Task brief ▸ Examine the records and identify each line that includes the string "const". Copy those lines.

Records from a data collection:
//! Border following over a binary mask (Suzuki & Abe, 1985).
//!
//! The mask is copied into a label buffer padded with one background pixel on
//! every side, so the image frame acts as the outermost hole and neighbour
//! lookups never leave the buffer. Every border receives a sequential label;
//! its parent is derived from the last border crossed on the current row.
//! Only outer borders whose parent is the frame are returned, which drops
//! holes and anything nested inside another shape.
use super::Contour;
use crate::image::{BinaryMask, ImageView};
use nalgebra::Point2;

/// 8-neighbourhood offsets. Index order runs counter-clockwise on screen
/// (y down): E, NE, N, NW, W, SW, S, SE.
const DIRS: [(isize, isize); 8] = [
    (1, 0),
    (1, -1),
    (0, -1),
    (-1, -1),
    (-1, 0),
    (-1, 1),
    (0, 1),
    (1, 1),
];

const FRAME: usize = 1;

#[derive(Clone, Copy, Debug)]
struct BorderInfo {
    outer: bool,
    parent: usize,
}

struct LabelGrid {
    w: usize,
    labels: Vec<i32>,
}

impl LabelGrid {
    fn from_mask(mask: &BinaryMask) -> Self {
        let w = mask.width() + 2;
        let h = mask.height() + 2;
        let mut labels = vec![0i32; w * h];
        for (y, row) in mask.rows().enumerate() {
            let base = (y + 1) * w + 1;
            for (x, &v) in row.iter().enumerate() {
                if v != 0 {
                    labels[base + x] = 1;
                }
            }
        }
        Self { w, labels }
    }

    #[inline]
    fn at(&self, p: (usize, usize)) -> i32 {
        self.labels[p.1 * self.w + p.0]
    }

    #[inline]
    fn set(&mut self, p: (usize, usize), v: i32) {
        self.labels[p.1 * self.w + p.0] = v;
    }
}

#[inline]
fn step(p: (usize, usize), dir: usize) -> (usize, usize) {
    let (dx, dy) = DIRS[dir];
    (
        (p.0 as isize + dx) as usize,
        (p.1 as isize + dy) as usize,
    )
}

#[inline]
fn dir_between(from: (usize, usize), to: (usize, usize)) -> usize {
    let d = (
        to.0 as isize - from.0 as isize,
        to.1 as isize - from.1 as isize,
    );
    DIRS.iter().position(|&o| o == d).unwrap_or(0)
}

/// Trace the border starting at `start`, entered from background pixel
/// `from`, labelling it `nbd`. Returns padded-grid coordinates.
fn follow_border(
    grid: &mut LabelGrid,
    start: (usize, usize),
    from: (usize, usize),
    nbd: i32,
) -> Vec<(usize, usize)> {
    // Clockwise search for the first foreground neighbour.
    let d0 = dir_between(start, from);
    let first = (0..8)
        .map(|k| step(start, (d0 + 8 - k) % 8))
        .find(|&q| grid.at(q) != 0);

    let Some(p1) = first else {
        grid.set(start, -nbd);
        return vec![start];
    };

    let mut points = vec![start];
    let mut prev = p1;
    let mut cur = start;
    loop {
        // Counter-clockwise search starting just after `prev`.
        let dp = dir_between(cur, prev);
        let mut east_is_background = false;
        let mut next = prev;
        for k in 1..=8 {
            let d = (dp + k) % 8;
            let q = step(cur, d);
            if grid.at(q) != 0 {
                next = q;
                break;
            }
            if d == 0 {
                east_is_background = true;
            }
        }

        if east_is_background {
            grid.set(cur, -nbd);
        } else if grid.at(cur) == 1 {
            grid.set(cur, nbd);
        }

        if next == start && cur == p1 {
            break;
        }
        prev = cur;
        cur = next;
        points.push(cur);
    }
    points
}

/// Drop points lying inside straight horizontal, vertical or diagonal runs,
/// keeping only the run endpoints.
pub fn compress_runs(points: &[(usize, usize)]) -> Vec<(usize, usize)> {
    let n = points.len();
    if n < 3 {
        return points.to_vec();
    }
    let delta = |a: (usize, usize), b: (usize, usize)| {
        (b.0 as isize - a.0 as isize, b.1 as isize - a.1 as isize)
    };
    (0..n)
        .filter(|&i| {
            let prev = points[(i + n - 1) % n];
            let next = points[(i + 1) % n];
            delta(prev, points[i]) != delta(points[i], next)
        })
        .map(|i| points[i])
        .collect()
}

/// Outer borders of top-level foreground components, in raster order of
/// their first pixel.
pub fn find_external_contours(mask: &BinaryMask) -> Vec<Contour> {
    let mut grid = LabelGrid::from_mask(mask);
    let gw = mask.width() + 2;
    let gh = mask.height() + 2;

    // Index 0 is unused, index 1 is the frame (a hole without parent).
    let mut borders = vec![
        BorderInfo {
            outer: false,
            parent: 0,
        },
        BorderInfo {
            outer: false,
            parent: 0,
        },
    ];
    let mut nbd: i32 = FRAME as i32;
    let mut contours = Vec::new();

    for y in 1..gh - 1 {
        let mut lnbd: i32 = FRAME as i32;
        for x in 1..gw - 1 {
            let v = grid.at((x, y));
            if v == 0 {
                continue;
            }

            let start = if v == 1 && grid.at((x - 1, y)) == 0 {
                Some(((x - 1, y), true))
            } else if v >= 1 && grid.at((x + 1, y)) == 0 {
                if v > 1 {
                    lnbd = v;
                }
                Some(((x + 1, y), false))
            } else {
                None
            };

            if let Some((from, outer)) = start {
                nbd += 1;
                let last = borders[lnbd as usize];
                let parent = if outer == last.outer {
                    last.parent
                } else {
                    lnbd as usize
                };
                borders.push(BorderInfo { outer, parent });

                let path = follow_border(&mut grid, (x, y), from, nbd);
                if outer && parent == FRAME {
                    let points = compress_runs(&path)
                        .into_iter()
                        .map(|(px, py)| Point2::new(px as i32 - 1, py as i32 - 1))
                        .collect();
                    contours.push(Contour::new(points));
                }
            }

            let v = grid.at((x, y));
            if v != 1 {
                lnbd = v.abs();
            }
        }
    }

    contours
}

#[cfg(test)]
mod tests {
    use super::*;

    fn square_ring(w: usize, h: usize, x0: usize, y0: usize, side: usize) -> BinaryMask {
        BinaryMask::from_fn(w, h, |x, y| {
            let inside = x >= x0 && x < x0 + side && y >= y0 && y < y0 + side;
            let border = x == x0 || x == x0 + side - 1 || y == y0 || y == y0 + side - 1;
            inside && border
        })
    }

    #[test]
    fn empty_mask_has_no_contours() {
        assert!(find_external_contours(&BinaryMask::new(8, 8)).is_empty());
    }

    #[test]
    fn filled_square_compresses_to_four_corners() {
        let mask = BinaryMask::from_fn(10, 10, |x, y| (2..7).contains(&x) && (3..8).contains(&y));
        let contours = find_external_contours(&mask);
        assert_eq!(contours.len(), 1);
        let mut pts: Vec<_> = contours[0].points.iter().map(|p| (p.x, p.y)).collect();
        pts.sort();
        assert_eq!(pts, vec![(2, 3), (2, 7), (6, 3), (6, 7)]);
        assert_eq!(contours[0].area(), 16.0);
    }

    #[test]
    fn hole_of_a_ring_is_ignored() {
        let mask = square_ring(12, 12, 1, 1, 9);
        let contours = find_external_contours(&mask);
        assert_eq!(contours.len(), 1);
        assert_eq!(contours[0].area(), 64.0);
    }

    #[test]
    fn shape_nested_in_a_hole_is_not_external() {
        let ring = square_ring(16, 16, 1, 1, 13);
        let mask = BinaryMask::from_fn(16, 16, |x, y| {
            ring.is_set(x, y) || ((6..9).contains(&x) && (6..9).contains(&y))
        });
        let contours = find_external_contours(&mask);
        assert_eq!(contours.len(), 1);
        assert_eq!(contours[0].area(), 144.0);
    }

    #[test]
    fn separate_blobs_come_in_raster_order() {
        let mask = BinaryMask::from_fn(20, 10, |x, y| {
            ((12..15).contains(&x) && (1..4).contains(&y)) || ((2..8).contains(&x) && (5..9).contains(&y))
        });
        let contours = find_external_contours(&mask);
        assert_eq!(contours.len(), 2);
        assert_eq!(contours[0].area(), 4.0);
        assert_eq!(contours[1].area(), 15.0);
    }

    #[test]
    fn isolated_pixel_and_line_touching_the_border() {
        let mask = BinaryMask::from_fn(6, 4, |x, y| (x == 5 && y == 3) || (y == 0 && x < 4));
        let contours = find_external_contours(&mask);
        assert_eq!(contours.len(), 2);
        let line: Vec<_> = contours[0].points.iter().map(|p| (p.x, p.y)).collect();
        assert_eq!(line, vec![(0, 0), (3, 0)]);
        assert_eq!(contours[1].points.len(), 1);
        assert_eq!(contours[1].area(), 0.0);
    }

    #[test]
    fn blobs_on_the_left_column_are_all_outer() {
        let mask = BinaryMask::from_fn(2, 13, |x, y| match y {
            1 | 12 => true,
            4 => x == 0,
            7 | 8 => x == 0,
            _ => false,
        });
        let contours = find_external_contours(&mask);
        let starts: Vec<_> = contours.iter().map(|c| (c.points[0].x, c.points[0].y)).collect();
        assert_eq!(starts, vec![(0, 1), (0, 4), (0, 7), (0, 12)]);
        assert_eq!(contours[2].points.len(), 2);
    }

    #[test]
    fn compress_keeps_turning_points_only() {
        let path = vec![(0, 0), (1, 0), (2, 0), (2, 1), (2, 2), (1, 1)];
        assert_eq!(compress_runs(&path), vec![(0, 0), (2, 0), (2, 2)]);
    }
}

Written answer ▸
const DIRS: [(isize, isize); 8] = [
const FRAME: usize = 1;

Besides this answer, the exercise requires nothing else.